Your goal ::
Using the data below, return all lines in which "Debug" appears.

Information shown ::
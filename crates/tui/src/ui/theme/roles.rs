use std::fmt::Debug;

use ratatui::style::{Color, Modifier, Style};
use uikit_types::ThemeMode;

/// Semantic color roles used throughout the UI.
#[derive(Debug, Clone)]
pub struct ThemeRoles {
    pub background: Color,
    pub surface: Color,
    pub surface_muted: Color,
    pub border: Color,
    pub divider: Color,

    pub text: Color,
    pub text_secondary: Color,
    pub text_muted: Color,
    /// Text drawn on top of `accent_primary` fills.
    pub text_on_accent: Color,

    pub accent_primary: Color,
    pub accent_secondary: Color,
    pub accent_subtle: Color,

    pub info: Color,
    pub success: Color,
    pub warning: Color,
    pub error: Color,

    /// Tinted fills behind alert banners and badges.
    pub info_surface: Color,
    pub success_surface: Color,
    pub warning_surface: Color,
    pub error_surface: Color,

    pub selection_bg: Color,
    pub selection_fg: Color,
    pub focus: Color,

    /// Background color used when displaying modal overlays.
    ///
    /// Darker than the primary background so the active modal content
    /// appears elevated.
    pub modal_bg: Color,

    /// Placeholder blocks drawn while content loads.
    pub skeleton: Color,
}

/// Theme trait exposes semantic roles and common style builders.
pub trait Theme: Send + Sync + Debug {
    fn roles(&self) -> &ThemeRoles;

    /// Mode this palette was built for.
    fn mode(&self) -> ThemeMode;

    // Text styles
    fn text_primary_style(&self) -> Style {
        Style::default().fg(self.roles().text)
    }
    fn text_secondary_style(&self) -> Style {
        Style::default().fg(self.roles().text_secondary)
    }
    fn text_muted_style(&self) -> Style {
        Style::default().fg(self.roles().text_muted)
    }
    fn heading_style(&self) -> Style {
        Style::default().fg(self.roles().text).add_modifier(Modifier::BOLD)
    }

    // Borders and focus
    fn border_style(&self, focused: bool) -> Style {
        let color = if focused { self.roles().focus } else { self.roles().border };
        Style::default().fg(color)
    }

    // Selection
    fn selection_style(&self) -> Style {
        Style::default().fg(self.roles().selection_fg).bg(self.roles().selection_bg)
    }

    /// Style used for the darkened background that appears behind modal dialogs.
    fn modal_background_style(&self) -> Style {
        Style::default().bg(self.roles().modal_bg)
    }

    // Status styles
    fn status_success(&self) -> Style {
        Style::default().fg(self.roles().success)
    }
    fn status_warning(&self) -> Style {
        Style::default().fg(self.roles().warning)
    }
    fn status_error(&self) -> Style {
        Style::default().fg(self.roles().error)
    }

    // Accents
    fn accent_primary_style(&self) -> Style {
        Style::default().fg(self.roles().accent_primary)
    }
    fn accent_emphasis_style(&self) -> Style {
        Style::default().fg(self.roles().accent_primary).add_modifier(Modifier::BOLD)
    }
}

Solution to the problem ::
use std::fmt::Debug;
#[derive(Debug, Clone)]
pub trait Theme: Send + Sync + Debug {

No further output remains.